We have a lot to decide this November. In addition to the incredibly important and loud presidential election, we will vote on a record five referenda in Maine. The last of these questions, an election reform, would change the way we vote in the future and perhaps mitigate the number of referenda questions facing voters in future elections.

Ranked-choice voting — Question 5 on the November ballot — would give voters more voice in elections and reward consensus candidates who have the ability to build majority coalitions. If we had this better system in place today, perhaps our leaders would be more likely to work out their differences and resolve issues instead of bicker with one another and kick the can to voters.

When an overwhelming majority of citizens agree on policy goals, which polling reflects is true for at least several of the ballot questions this year, the Legislature and governor should be able to hammer out their differences in compromise legislation.

The best way to address complex problems is to have our elected leaders in Augusta work together to find solutions.
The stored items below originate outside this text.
//! Domain-level error types.
//!
//! These errors are transport agnostic. Inbound adapters map them to HTTP
//! responses or any other protocol-specific envelope. Every error captures
//! the active [`TraceId`] at construction so adapters can correlate failures
//! with request logs.

use std::collections::BTreeMap;

use serde::{Deserialize, Serialize};
use serde_json::Value;

use crate::domain::TraceId;

/// Field-level validation messages keyed by the wire name of the field.
pub type FieldErrors = BTreeMap<String, Vec<String>>;

/// Stable machine-readable error code describing the failure category.
#[derive(Debug, Clone, Copy, PartialEq, Eq, Hash, Serialize, Deserialize)]
#[non_exhaustive]
#[serde(rename_all = "snake_case")]
pub enum ErrorCode {
    /// The request is malformed or fails validation.
    InvalidRequest,
    /// Authentication failed or is missing.
    Unauthorized,
    /// Authenticated but not permitted to perform this action.
    Forbidden,
    /// The requested resource does not exist.
    NotFound,
    /// The request conflicts with the current state of the resource.
    Conflict,
    /// A requested position lies outside the permitted range.
    OutOfRange,
    /// A backing service is temporarily unavailable.
    ServiceUnavailable,
    /// An unexpected error occurred inside the domain.
    InternalError,
}

/// Domain error payload.
///
/// ## Invariants
/// - `message` must be non-empty once trimmed of whitespace.
/// - `trace_id`, when present, must be non-empty.
///
/// # Examples
/// ```
/// use guideforge::domain::{Error, ErrorCode};
///
/// let err = Error::not_found("manual not found");
/// assert_eq!(err.code(), ErrorCode::NotFound);
/// ```
#[derive(Debug, Clone, PartialEq, Serialize, Deserialize)]
#[serde(try_from = "ErrorDto", into = "ErrorDto")]
pub struct Error {
    code: ErrorCode,
    message: String,
    trace_id: Option<String>,
    errors: Option<FieldErrors>,
    details: Option<Value>,
}

/// Validation errors emitted by the constructors.
#[derive(Debug, Clone, PartialEq, Eq)]
pub enum ErrorValidationError {
    /// The message was empty or whitespace.
    EmptyMessage,
    /// The trace identifier was empty or whitespace.
    EmptyTraceId,
}

impl std::fmt::Display for ErrorValidationError {
    fn fmt(&self, f: &mut std::fmt::Formatter<'_>) -> std::fmt::Result {
        match self {
            Self::EmptyMessage => write!(f, "error message must not be empty"),
            Self::EmptyTraceId => write!(f, "trace identifier must not be empty"),
        }
    }
}

impl std::error::Error for ErrorValidationError {}

impl Error {
    /// Create a new error, panicking if validation fails.
    ///
    /// # Panics
    /// Panics when `message` is empty once trimmed. Constructor helpers only
    /// pass literal or formatted messages, so this signals a programming
    /// error.
    pub fn new(code: ErrorCode, message: impl Into<String>) -> Self {
        match Self::try_new(code, message) {
            Ok(value) => value,
            Err(err) => panic!("error messages must satisfy validation: {err}"),
        }
    }

    /// Fallible constructor that validates the message content.
    ///
    /// Captures the current trace identifier if one is in scope.
    pub fn try_new(code: ErrorCode, message: impl Into<String>) -> Result<Self, ErrorValidationError> {
        let message = message.into();
        if message.trim().is_empty() {
            return Err(ErrorValidationError::EmptyMessage);
        }
        Ok(Self {
            code,
            message,
            trace_id: TraceId::current().map(|id| id.to_string()),
            errors: None,
            details: None,
        })
    }

    /// Stable machine-readable error code.
    pub fn code(&self) -> ErrorCode {
        self.code
    }

    /// Human-readable message returned to adapters.
    pub fn message(&self) -> &str {
        self.message.as_str()
    }

    /// Correlation identifier captured when the error was raised.
    pub fn trace_id(&self) -> Option<&str> {
        self.trace_id.as_deref()
    }

    /// Field-level validation messages, if any.
    pub fn field_errors(&self) -> Option<&FieldErrors> {
        self.errors.as_ref()
    }

    /// Supplementary error details for adapters.
    pub fn details(&self) -> Option<&Value> {
        self.details.as_ref()
    }

    /// Attach structured details to the error.
    pub fn with_details(mut self, details: Value) -> Self {
        self.details = Some(details);
        self
    }

    /// Attach field-level validation messages.
    pub fn with_field_errors(mut self, errors: FieldErrors) -> Self {
        self.errors = Some(errors);
        self
    }

    /// Override the trace identifier, panicking on empty input.
    ///
    /// # Panics
    /// Panics when `trace_id` is empty once trimmed.
    pub fn with_trace_id(self, trace_id: impl Into<String>) -> Self {
        match self.try_with_trace_id(trace_id) {
            Ok(value) => value,
            Err(err) => panic!("trace identifiers must satisfy validation: {err}"),
        }
    }

    /// Fallible variant of [`Error::with_trace_id`].
    pub fn try_with_trace_id(
        mut self,
        trace_id: impl Into<String>,
    ) -> Result<Self, ErrorValidationError> {
        let trace_id = trace_id.into();
        if trace_id.trim().is_empty() {
            return Err(ErrorValidationError::EmptyTraceId);
        }
        self.trace_id = Some(trace_id);
        Ok(self)
    }

    /// Convenience constructor for [`ErrorCode::InvalidRequest`].
    pub fn invalid_request(message: impl Into<String>) -> Self {
        Self::new(ErrorCode::InvalidRequest, message)
    }

    /// Convenience constructor for [`ErrorCode::Unauthorized`].
    pub fn unauthorized(message: impl Into<String>) -> Self {
        Self::new(ErrorCode::Unauthorized, message)
    }

    /// Convenience constructor for [`ErrorCode::Forbidden`].
    pub fn forbidden(message: impl Into<String>) -> Self {
        Self::new(ErrorCode::Forbidden, message)
    }

    /// Convenience constructor for [`ErrorCode::NotFound`].
    pub fn not_found(message: impl Into<String>) -> Self {
        Self::new(ErrorCode::NotFound, message)
    }

    /// Convenience constructor for [`ErrorCode::Conflict`].
    pub fn conflict(message: impl Into<String>) -> Self {
        Self::new(ErrorCode::Conflict, message)
    }

    /// Convenience constructor for [`ErrorCode::OutOfRange`].
    pub fn out_of_range(message: impl Into<String>) -> Self {
        Self::new(ErrorCode::OutOfRange, message)
    }

    /// Convenience constructor for [`ErrorCode::ServiceUnavailable`].
    pub fn service_unavailable(message: impl Into<String>) -> Self {
        Self::new(ErrorCode::ServiceUnavailable, message)
    }

    /// Convenience constructor for [`ErrorCode::InternalError`].
    pub fn internal(message: impl Into<String>) -> Self {
        Self::new(ErrorCode::InternalError, message)
    }
}

impl std::fmt::Display for Error {
    fn fmt(&self, f: &mut std::fmt::Formatter<'_>) -> std::fmt::Result {
        write!(f, "{}", self.message)
    }
}

impl std::error::Error for Error {}

#[derive(Debug, Clone, Serialize, Deserialize)]
#[serde(rename_all = "camelCase")]
struct ErrorDto {
    code: ErrorCode,
    message: String,
    #[serde(default, skip_serializing_if = "Option::is_none")]
    trace_id: Option<String>,
    #[serde(default, skip_serializing_if = "Option::is_none")]
    errors: Option<FieldErrors>,
    #[serde(default, skip_serializing_if = "Option::is_none")]
    details: Option<Value>,
}

impl From<Error> for ErrorDto {
    fn from(value: Error) -> Self {
        Self {
            code: value.code,
            message: value.message,
            trace_id: value.trace_id,
            errors: value.errors,
            details: value.details,
        }
    }
}

impl TryFrom<ErrorDto> for Error {
    type Error = ErrorValidationError;

    fn try_from(value: ErrorDto) -> Result<Self, Self::Error> {
        let ErrorDto {
            code,
            message,
            trace_id,
            errors,
            details,
        } = value;

        let mut error = Error::try_new(code, message)?;
        // Deserialised payloads carry their own correlation; never the ambient one.
        error.trace_id = None;
        if let Some(id) = trace_id {
            error = error.try_with_trace_id(id)?;
        }
        error.errors = errors;
        error.details = details;
        Ok(error)
    }
}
These are our leaders who we have entrusted with the larger picture and the details of the state budget.

Unfortunately, over the last decade, Maine’s political process has become increasingly dysfunctional — including when Democrats were in charge, when Republicans were in charge and when the parties split power, as they do now. Once a place where the parties vigorously debated the issues and compromised to move Maine forward, Augusta has become deeply polarized and mired in gridlock.
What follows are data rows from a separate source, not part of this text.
//! Tests for HTTP error mapping.

use super::*;
use crate::domain::Error;
use actix_web::ResponseError;
use actix_web::body::to_bytes;
use actix_web::http::StatusCode;
use rstest::{fixture, rstest};
use serde_json::{Value, json};

const TRACE_ID: &str = "00000000-0000-0000-0000-000000000000";

#[fixture]
fn expected_trace_id() -> String {
    TRACE_ID.to_owned()
}

#[rstest]
#[case(Error::invalid_request("bad"), StatusCode::BAD_REQUEST)]
#[case(Error::unauthorized("no auth"), StatusCode::UNAUTHORIZED)]
#[case(Error::forbidden("denied"), StatusCode::FORBIDDEN)]
#[case(Error::not_found("missing"), StatusCode::NOT_FOUND)]
#[case(Error::conflict("stale"), StatusCode::CONFLICT)]
#[case(Error::out_of_range("too far"), StatusCode::UNPROCESSABLE_ENTITY)]
#[case(Error::service_unavailable("db down"), StatusCode::SERVICE_UNAVAILABLE)]
#[case(Error::internal("boom"), StatusCode::INTERNAL_SERVER_ERROR)]
fn status_code_matches_error_code(#[case] error: Error, #[case] status: StatusCode) {
    assert_eq!(ResponseError::status_code(&error), status);
}

async fn render(error: Error) -> (StatusCode, Option<String>, Value) {
    let response = ResponseError::error_response(&error);
    let status = response.status();
    let header = response
        .headers()
        .get(TRACE_ID_HEADER)
        .map(|value| value.to_str().expect("ascii header").to_owned());
    let bytes = to_bytes(response.into_body())
        .await
        .expect("reading response body succeeds");
    let body = serde_json::from_slice(&bytes).expect("error JSON");
    (status, header, body)
}

#[rstest]
#[actix_web::test]
async fn internal_errors_are_redacted(expected_trace_id: String) {
    let error = Error::internal("connection string leaked")
        .with_trace_id(expected_trace_id.clone())
        .with_details(json!({"secret": "x"}));

    let (status, header, body) = render(error).await;
    assert_eq!(status, StatusCode::INTERNAL_SERVER_ERROR);
    assert_eq!(header.as_deref(), Some(TRACE_ID));
    assert_eq!(body["status"], "error");
    assert_eq!(body["code"], "internal_error");
    assert_eq!(body["message"], "Internal server error");
    assert_eq!(body["traceId"], expected_trace_id);
    assert!(body.get("details").is_none());
}

#[rstest]
#[actix_web::test]
async fn validation_errors_carry_field_messages() {
    let mut fields = crate::domain::FieldErrors::new();
    fields.insert("title".to_owned(), vec!["title is required".to_owned()]);
    let error = Error::invalid_request("validation failed").with_field_errors(fields);

    let (status, header, body) = render(error).await;
    assert_eq!(status, StatusCode::BAD_REQUEST);
    assert!(header.is_none());
    assert_eq!(body["status"], "error");
    assert_eq!(body["message"], "validation failed");
    assert_eq!(body["errors"]["title"][0], "title is required");
}

#[rstest]
#[actix_web::test]
async fn conflict_details_survive_the_envelope() {
    let error = Error::conflict("steps changed concurrently")
        .with_details(json!({"code": "revision_mismatch", "attempts": 3}));

    let (status, _, body) = render(error).await;
    assert_eq!(status, StatusCode::CONFLICT);
    assert_eq!(body["details"]["attempts"], 3);
}

#[rstest]
fn from_actix_error_is_redacted_internal_error() {
    let actix_err = actix_web::error::ErrorBadRequest("boom");
    let err: Error = actix_err.into();

    assert_eq!(err.code(), ErrorCode::InternalError);
    assert_eq!(err.message(), "Internal server error");
    assert_eq!(err.details(), None);
}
When the process isn’t working like it should, voters will exercise their right to petition their government. But when there are this many issues before voters, we have a responsibility to ask ourselves this simple question: Are we doing all we can to improve democracy, not just for us but for our children?
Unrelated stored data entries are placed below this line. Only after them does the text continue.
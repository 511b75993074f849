//! Print or write the Guideforge OpenAPI document as JSON.
#![cfg_attr(not(any(test, doctest)), deny(clippy::unwrap_used))]
#![cfg_attr(not(any(test, doctest)), deny(clippy::expect_used))]

use std::io::{self, Write};
use std::path::PathBuf;

use cap_std::{ambient_authority, fs::Dir};
use clap::Parser;
use guideforge::ApiDoc;
use utoipa::OpenApi;

/// `openapi-dump` command arguments.
#[derive(Debug, Clone, Parser)]
#[command(
    name = "openapi-dump",
    about = "Render the Guideforge OpenAPI document",
    version
)]
struct CliArgs {
    /// Write the document to this file instead of stdout.
    #[arg(long, value_name = "path")]
    output: Option<PathBuf>,
}

fn main() -> io::Result<()> {
    let args = CliArgs::try_parse().map_err(io::Error::other)?;
    let json = ApiDoc::openapi()
        .to_pretty_json()
        .map_err(|error| io::Error::other(format!("serialise OpenAPI document: {error}")))?;

    match args.output {
        Some(path) => {
            let parent = path
                .parent()
                .filter(|dir| !dir.as_os_str().is_empty())
                .map_or_else(|| PathBuf::from("."), PathBuf::from);
            let file_name = path
                .file_name()
                .ok_or_else(|| io::Error::other(format!("{} has no file name", path.display())))?;
            let dir = Dir::open_ambient_dir(&parent, ambient_authority())?;
            dir.write(file_name, format!("{json}\n"))
        }
        None => {
            let mut stdout = io::stdout().lock();
            writeln!(stdout, "{json}")
        }
    }
}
Question 5 is something we can do now to improve Maine’s political process. It doesn’t require electing a particular candidate as president or putting one party or the other in charge in Washington or in Augusta.

Ranked-choice voting puts more power in the hands of voters by giving them the opportunity to rank candidates in order of preference. Rather than appeal to only their base, candidates must reach out and appeal more broadly to pick up voters second or third choices. That means talking with, listening to and being informed by voters who don’t share their party affiliation or worldview. That’s how candidates would build majority coalitions in ranked-choice voting elections, and it’s a step in the right direction to set leaders up for greater success to grapple with the challenges facing our state.

Voters should never have to vote for the lesser of two evils when there is a choice they may like better. Ranked-choice voting gives voters the freedom to vote for the candidate they think is best for the job, without worrying they might act as a “spoiler,” unintentionally throwing the election to their least favorite candidate.

If no candidate receives an outright majority, the candidate who came in last is eliminated, and his or her supporters’ second choices are redistributed to the remaining candidates. The process continues until one candidate gets to more than 50 percent of the vote. So if a voter’s favorite candidate can’t win, his or her vote isn’t wasted because it counts for his or her second choice to help elect a candidate more broadly. That’s exactly how actual runoff elections work without the cost and delay.

We, as voters, have the power to change the way we elect our leaders. And if the mess in Augusta has taught us anything, it’s that change can’t come quickly enough. Ranked-choice voting is a better system, and I strongly urge voters to vote yes on Question 5 this November to adopt this reform for future elections.

Bev Uhlenhake is a Brewer city councilor and is serving a term as the city’s mayor. This column does not reflect the view of city councilors, city staff or the city of Brewer as a whole.